Top of RECORD EXTRACTS
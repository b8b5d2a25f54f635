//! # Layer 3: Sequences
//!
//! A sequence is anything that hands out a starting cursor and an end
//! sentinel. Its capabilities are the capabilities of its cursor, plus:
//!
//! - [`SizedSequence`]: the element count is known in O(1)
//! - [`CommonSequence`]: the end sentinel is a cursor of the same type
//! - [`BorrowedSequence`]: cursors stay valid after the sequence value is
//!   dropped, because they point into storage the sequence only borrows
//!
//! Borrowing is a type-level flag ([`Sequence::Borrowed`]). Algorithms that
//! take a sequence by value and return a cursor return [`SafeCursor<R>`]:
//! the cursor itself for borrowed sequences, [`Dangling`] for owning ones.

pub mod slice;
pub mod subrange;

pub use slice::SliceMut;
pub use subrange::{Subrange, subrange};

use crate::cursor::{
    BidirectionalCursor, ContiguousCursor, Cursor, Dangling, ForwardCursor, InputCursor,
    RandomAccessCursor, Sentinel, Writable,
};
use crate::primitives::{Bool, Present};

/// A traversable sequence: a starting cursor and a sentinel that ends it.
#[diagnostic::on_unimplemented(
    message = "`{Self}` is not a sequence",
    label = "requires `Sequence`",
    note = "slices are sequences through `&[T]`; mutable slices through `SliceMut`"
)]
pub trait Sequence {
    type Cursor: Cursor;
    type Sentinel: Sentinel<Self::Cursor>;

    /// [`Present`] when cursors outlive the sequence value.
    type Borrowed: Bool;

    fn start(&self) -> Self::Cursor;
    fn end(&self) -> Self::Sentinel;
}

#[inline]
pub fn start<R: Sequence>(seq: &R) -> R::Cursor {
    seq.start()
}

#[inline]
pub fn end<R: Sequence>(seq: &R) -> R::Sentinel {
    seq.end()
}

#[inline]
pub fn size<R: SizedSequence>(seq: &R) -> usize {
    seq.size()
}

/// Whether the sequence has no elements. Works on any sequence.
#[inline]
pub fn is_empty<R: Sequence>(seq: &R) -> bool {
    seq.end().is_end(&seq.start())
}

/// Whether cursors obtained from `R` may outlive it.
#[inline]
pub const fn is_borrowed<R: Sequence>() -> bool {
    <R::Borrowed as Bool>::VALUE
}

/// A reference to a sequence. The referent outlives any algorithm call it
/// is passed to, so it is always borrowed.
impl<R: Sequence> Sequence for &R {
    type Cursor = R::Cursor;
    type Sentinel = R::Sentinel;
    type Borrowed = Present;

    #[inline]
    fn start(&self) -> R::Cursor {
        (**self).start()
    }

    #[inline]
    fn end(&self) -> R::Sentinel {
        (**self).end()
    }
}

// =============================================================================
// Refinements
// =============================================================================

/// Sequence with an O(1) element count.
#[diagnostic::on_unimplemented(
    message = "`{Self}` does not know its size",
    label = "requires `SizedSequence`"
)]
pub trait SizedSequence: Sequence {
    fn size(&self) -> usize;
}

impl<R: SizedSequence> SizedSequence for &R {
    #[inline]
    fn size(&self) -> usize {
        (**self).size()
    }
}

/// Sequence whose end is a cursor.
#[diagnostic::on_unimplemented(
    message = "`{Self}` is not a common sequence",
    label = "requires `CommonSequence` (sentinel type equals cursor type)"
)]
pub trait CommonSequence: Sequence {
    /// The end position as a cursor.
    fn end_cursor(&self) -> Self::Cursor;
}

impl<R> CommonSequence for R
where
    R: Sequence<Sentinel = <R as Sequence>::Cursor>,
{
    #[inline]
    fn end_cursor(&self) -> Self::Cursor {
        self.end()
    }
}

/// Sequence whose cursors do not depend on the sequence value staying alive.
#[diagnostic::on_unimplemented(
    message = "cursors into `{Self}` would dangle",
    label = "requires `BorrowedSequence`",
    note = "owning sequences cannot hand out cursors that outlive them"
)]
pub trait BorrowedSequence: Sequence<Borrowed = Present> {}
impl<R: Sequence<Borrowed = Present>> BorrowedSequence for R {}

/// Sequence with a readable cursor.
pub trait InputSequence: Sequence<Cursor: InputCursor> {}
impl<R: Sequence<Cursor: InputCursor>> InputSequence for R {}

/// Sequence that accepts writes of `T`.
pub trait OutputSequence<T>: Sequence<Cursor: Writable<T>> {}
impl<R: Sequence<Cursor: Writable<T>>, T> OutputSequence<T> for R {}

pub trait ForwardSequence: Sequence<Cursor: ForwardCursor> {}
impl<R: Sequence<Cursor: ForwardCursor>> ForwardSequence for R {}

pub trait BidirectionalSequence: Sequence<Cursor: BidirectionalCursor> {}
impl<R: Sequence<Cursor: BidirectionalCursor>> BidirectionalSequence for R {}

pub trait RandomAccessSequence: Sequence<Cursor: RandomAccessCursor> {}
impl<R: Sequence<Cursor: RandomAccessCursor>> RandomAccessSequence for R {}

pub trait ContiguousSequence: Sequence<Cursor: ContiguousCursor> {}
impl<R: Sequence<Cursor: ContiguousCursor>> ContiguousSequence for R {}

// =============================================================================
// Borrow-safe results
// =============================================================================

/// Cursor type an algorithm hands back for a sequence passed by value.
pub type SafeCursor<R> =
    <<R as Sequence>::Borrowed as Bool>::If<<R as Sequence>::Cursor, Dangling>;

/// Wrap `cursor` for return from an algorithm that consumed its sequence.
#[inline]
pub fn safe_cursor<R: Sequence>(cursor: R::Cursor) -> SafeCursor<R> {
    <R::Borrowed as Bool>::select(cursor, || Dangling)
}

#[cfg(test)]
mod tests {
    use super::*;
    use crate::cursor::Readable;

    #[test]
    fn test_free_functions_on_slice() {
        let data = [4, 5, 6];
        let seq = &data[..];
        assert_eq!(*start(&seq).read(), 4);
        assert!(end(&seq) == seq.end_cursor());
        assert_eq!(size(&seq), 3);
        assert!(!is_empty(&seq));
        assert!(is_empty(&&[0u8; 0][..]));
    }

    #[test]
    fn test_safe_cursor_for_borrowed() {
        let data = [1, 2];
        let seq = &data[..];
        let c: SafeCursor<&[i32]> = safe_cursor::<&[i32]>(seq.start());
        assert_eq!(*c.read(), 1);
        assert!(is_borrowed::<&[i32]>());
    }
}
Bottom of RECORD EXTRACTS
Top of RECORD EXTRACTS
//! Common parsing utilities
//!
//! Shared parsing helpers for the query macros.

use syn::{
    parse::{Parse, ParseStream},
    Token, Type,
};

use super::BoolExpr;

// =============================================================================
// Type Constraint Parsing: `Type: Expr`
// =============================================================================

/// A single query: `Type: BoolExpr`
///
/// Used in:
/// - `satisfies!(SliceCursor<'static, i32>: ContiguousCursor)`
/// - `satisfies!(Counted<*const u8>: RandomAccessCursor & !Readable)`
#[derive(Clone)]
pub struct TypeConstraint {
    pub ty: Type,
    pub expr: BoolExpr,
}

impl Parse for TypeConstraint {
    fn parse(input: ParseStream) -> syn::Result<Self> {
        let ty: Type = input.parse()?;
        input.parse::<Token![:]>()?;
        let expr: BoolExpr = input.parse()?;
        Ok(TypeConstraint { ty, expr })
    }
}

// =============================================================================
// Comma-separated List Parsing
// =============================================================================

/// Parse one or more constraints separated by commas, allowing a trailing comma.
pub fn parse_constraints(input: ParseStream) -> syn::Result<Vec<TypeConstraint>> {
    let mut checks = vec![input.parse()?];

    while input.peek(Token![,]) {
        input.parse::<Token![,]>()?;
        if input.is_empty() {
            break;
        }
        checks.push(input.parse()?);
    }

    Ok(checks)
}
Bottom of RECORD EXTRACTS
Top of RECORD EXTRACTS
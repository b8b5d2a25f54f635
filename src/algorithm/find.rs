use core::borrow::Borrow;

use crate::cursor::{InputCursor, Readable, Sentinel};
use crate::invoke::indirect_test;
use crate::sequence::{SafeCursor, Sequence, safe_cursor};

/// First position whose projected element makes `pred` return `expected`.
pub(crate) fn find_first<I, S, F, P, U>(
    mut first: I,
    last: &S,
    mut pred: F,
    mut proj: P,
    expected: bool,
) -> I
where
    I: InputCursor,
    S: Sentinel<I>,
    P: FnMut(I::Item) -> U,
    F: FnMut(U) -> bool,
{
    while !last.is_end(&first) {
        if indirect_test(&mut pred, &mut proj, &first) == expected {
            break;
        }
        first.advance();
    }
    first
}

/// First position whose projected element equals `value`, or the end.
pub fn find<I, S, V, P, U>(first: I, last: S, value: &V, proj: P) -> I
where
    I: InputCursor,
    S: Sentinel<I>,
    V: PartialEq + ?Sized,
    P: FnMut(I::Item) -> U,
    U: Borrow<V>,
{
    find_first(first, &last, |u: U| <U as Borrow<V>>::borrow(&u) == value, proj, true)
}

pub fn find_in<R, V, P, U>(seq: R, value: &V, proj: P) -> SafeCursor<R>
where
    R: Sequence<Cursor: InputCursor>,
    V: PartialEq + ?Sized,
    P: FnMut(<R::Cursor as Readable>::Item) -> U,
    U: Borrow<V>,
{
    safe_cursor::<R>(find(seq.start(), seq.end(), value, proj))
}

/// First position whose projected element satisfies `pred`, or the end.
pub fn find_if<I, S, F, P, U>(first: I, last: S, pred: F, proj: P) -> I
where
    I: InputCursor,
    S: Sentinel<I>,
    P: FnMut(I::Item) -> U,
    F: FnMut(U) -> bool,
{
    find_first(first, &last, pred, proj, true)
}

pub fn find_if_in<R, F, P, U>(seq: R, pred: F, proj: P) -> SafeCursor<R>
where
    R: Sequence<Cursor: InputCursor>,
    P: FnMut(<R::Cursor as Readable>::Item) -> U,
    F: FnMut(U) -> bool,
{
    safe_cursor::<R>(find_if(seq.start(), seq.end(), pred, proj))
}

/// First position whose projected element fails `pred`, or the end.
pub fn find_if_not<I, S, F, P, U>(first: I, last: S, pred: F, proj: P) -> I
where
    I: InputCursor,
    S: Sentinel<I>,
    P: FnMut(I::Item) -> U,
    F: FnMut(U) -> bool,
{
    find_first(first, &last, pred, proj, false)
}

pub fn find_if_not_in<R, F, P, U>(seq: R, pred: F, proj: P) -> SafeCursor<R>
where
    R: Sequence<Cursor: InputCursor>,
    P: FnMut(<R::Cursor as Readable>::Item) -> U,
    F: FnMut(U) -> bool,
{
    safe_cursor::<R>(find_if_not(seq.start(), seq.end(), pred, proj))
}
Bottom of RECORD EXTRACTS
◆ DESCRIPTION OF THE TASK ◆
Of the lines above, extract only those from the line with "may outlive it." to the line with "type Cursor = R::Cursor;", both included, exactly as written.

◆ EXERCISE RESULT ◆
/// Whether cursors obtained from `R` may outlive it.
#[inline]
pub const fn is_borrowed<R: Sequence>() -> bool {
    <R::Borrowed as Bool>::VALUE
}

/// A reference to a sequence. The referent outlives any algorithm call it
/// is passed to, so it is always borrowed.
impl<R: Sequence> Sequence for &R {
    type Cursor = R::Cursor;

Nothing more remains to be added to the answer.